— RECORDS SHOWN —
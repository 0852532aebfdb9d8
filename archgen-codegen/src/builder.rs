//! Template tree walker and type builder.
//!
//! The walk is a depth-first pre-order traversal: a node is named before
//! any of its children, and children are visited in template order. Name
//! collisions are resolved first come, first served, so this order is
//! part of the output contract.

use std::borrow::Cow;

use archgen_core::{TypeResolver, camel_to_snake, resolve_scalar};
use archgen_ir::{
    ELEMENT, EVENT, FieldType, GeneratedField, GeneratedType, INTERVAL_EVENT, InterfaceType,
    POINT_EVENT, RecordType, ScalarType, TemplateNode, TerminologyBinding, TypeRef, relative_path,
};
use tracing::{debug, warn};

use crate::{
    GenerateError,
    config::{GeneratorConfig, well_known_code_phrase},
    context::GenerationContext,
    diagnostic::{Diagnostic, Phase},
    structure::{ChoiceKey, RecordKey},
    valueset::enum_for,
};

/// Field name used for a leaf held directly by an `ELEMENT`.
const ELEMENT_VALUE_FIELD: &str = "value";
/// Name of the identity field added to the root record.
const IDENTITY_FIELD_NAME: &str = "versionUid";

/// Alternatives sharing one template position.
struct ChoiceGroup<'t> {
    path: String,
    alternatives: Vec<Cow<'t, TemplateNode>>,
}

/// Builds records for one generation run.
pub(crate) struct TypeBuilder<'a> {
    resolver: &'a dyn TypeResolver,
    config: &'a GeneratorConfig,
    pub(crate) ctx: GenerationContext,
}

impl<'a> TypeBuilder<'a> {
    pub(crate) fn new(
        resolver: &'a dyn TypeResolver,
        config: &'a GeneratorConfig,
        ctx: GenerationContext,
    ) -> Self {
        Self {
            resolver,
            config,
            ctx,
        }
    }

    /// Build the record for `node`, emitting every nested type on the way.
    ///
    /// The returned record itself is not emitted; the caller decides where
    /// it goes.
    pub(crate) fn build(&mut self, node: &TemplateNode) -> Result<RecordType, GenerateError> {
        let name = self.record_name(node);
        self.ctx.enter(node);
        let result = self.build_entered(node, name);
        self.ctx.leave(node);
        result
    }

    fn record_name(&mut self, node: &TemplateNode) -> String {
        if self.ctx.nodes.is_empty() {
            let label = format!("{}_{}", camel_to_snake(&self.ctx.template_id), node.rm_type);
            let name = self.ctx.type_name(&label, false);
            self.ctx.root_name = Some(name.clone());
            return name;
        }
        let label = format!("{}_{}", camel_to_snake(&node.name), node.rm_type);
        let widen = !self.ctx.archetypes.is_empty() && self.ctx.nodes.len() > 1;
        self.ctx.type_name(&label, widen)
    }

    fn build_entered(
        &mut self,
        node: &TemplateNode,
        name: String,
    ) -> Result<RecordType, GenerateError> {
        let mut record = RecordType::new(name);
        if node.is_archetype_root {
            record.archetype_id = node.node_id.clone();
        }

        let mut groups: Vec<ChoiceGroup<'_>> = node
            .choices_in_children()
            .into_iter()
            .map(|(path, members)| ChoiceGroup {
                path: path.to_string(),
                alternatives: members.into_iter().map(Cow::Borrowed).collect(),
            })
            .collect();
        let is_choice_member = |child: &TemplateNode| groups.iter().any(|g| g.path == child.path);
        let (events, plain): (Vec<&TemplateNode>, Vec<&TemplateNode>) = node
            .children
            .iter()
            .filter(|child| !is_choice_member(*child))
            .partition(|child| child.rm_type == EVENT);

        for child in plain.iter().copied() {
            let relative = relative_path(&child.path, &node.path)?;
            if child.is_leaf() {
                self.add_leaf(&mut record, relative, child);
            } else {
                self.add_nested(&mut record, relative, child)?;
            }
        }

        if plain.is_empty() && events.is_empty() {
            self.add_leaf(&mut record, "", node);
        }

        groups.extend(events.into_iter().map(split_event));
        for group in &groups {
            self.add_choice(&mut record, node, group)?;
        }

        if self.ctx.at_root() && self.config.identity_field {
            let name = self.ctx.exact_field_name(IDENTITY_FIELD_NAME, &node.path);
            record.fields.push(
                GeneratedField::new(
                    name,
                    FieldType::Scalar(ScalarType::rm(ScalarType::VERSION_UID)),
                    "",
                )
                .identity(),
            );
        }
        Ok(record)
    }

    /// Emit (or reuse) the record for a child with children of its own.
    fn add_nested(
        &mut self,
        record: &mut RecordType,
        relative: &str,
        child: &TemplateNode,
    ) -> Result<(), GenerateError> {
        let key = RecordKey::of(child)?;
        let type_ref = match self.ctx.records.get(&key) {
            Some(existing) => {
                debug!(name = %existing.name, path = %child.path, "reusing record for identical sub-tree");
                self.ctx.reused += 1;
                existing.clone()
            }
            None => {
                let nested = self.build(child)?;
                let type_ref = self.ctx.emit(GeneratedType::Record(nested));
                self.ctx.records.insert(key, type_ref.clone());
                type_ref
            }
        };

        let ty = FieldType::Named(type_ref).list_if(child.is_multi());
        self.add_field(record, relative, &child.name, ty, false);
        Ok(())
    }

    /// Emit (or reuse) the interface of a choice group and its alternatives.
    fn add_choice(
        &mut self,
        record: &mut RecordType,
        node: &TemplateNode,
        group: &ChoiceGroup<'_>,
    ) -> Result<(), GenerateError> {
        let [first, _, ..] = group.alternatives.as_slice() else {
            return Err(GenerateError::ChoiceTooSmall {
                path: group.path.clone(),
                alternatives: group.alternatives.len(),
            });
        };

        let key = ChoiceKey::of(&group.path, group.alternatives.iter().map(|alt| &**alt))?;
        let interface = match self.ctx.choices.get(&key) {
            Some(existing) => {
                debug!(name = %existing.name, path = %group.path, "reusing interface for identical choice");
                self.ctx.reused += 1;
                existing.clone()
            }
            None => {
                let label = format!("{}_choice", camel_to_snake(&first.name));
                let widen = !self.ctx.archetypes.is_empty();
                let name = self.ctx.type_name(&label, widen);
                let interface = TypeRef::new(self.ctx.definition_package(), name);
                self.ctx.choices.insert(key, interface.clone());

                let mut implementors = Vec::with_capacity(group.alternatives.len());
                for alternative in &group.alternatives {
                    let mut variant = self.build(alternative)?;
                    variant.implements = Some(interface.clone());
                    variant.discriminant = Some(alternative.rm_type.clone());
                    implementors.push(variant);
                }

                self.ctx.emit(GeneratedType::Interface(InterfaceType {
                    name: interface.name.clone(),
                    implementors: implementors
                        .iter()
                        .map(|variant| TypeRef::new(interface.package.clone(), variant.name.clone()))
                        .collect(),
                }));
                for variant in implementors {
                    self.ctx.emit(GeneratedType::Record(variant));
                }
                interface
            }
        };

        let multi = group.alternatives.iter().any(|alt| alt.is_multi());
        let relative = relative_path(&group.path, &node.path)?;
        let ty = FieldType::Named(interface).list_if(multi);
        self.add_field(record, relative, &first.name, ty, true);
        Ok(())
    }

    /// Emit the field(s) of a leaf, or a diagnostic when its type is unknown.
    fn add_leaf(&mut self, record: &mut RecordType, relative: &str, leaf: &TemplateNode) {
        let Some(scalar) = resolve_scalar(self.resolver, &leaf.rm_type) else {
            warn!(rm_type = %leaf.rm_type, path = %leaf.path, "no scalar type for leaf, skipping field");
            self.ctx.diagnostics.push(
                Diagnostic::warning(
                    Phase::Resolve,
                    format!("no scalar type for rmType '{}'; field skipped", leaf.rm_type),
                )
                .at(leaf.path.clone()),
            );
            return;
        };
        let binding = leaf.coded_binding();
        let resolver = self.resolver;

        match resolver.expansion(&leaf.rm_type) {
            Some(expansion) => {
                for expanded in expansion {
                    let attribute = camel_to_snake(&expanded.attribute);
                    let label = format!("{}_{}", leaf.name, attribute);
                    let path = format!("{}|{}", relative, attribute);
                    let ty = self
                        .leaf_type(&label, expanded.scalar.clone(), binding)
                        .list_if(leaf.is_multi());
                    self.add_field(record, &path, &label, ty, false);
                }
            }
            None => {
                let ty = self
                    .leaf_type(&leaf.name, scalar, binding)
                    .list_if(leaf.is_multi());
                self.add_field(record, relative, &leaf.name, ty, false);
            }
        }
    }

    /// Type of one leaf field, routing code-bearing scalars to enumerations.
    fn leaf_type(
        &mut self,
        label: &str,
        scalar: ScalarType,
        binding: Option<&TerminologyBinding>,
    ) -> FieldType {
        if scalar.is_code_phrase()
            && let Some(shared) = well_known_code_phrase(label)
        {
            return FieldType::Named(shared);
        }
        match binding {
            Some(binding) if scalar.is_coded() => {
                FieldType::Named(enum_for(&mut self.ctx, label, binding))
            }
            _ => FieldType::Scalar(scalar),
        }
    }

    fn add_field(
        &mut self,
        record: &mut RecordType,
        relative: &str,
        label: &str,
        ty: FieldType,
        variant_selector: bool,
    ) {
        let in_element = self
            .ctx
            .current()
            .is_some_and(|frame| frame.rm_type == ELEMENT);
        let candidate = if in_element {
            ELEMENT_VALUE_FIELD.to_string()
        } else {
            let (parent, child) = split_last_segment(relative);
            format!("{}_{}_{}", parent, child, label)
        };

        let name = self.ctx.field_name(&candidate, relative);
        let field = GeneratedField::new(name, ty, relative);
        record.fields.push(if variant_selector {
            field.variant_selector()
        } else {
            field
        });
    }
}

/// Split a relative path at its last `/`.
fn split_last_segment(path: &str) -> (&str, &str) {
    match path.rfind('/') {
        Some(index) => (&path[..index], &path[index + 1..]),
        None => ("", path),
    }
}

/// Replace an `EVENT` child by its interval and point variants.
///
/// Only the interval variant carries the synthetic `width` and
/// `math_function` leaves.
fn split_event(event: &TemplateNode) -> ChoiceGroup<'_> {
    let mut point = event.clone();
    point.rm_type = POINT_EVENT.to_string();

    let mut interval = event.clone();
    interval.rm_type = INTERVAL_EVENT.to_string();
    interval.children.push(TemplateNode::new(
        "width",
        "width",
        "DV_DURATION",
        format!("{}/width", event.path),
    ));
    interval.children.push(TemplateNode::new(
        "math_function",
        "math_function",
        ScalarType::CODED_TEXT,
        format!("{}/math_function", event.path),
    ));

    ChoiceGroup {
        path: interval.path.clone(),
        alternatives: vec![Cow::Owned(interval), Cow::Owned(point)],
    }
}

— GOAL OF THE EXERCISE —
Every line of the listing that includes the word "events" forms the answer.

— EXERCISE RESULT —
        let (events, plain): (Vec<&TemplateNode>, Vec<&TemplateNode>) = node
        if plain.is_empty() && events.is_empty() {
        groups.extend(events.into_iter().map(split_event));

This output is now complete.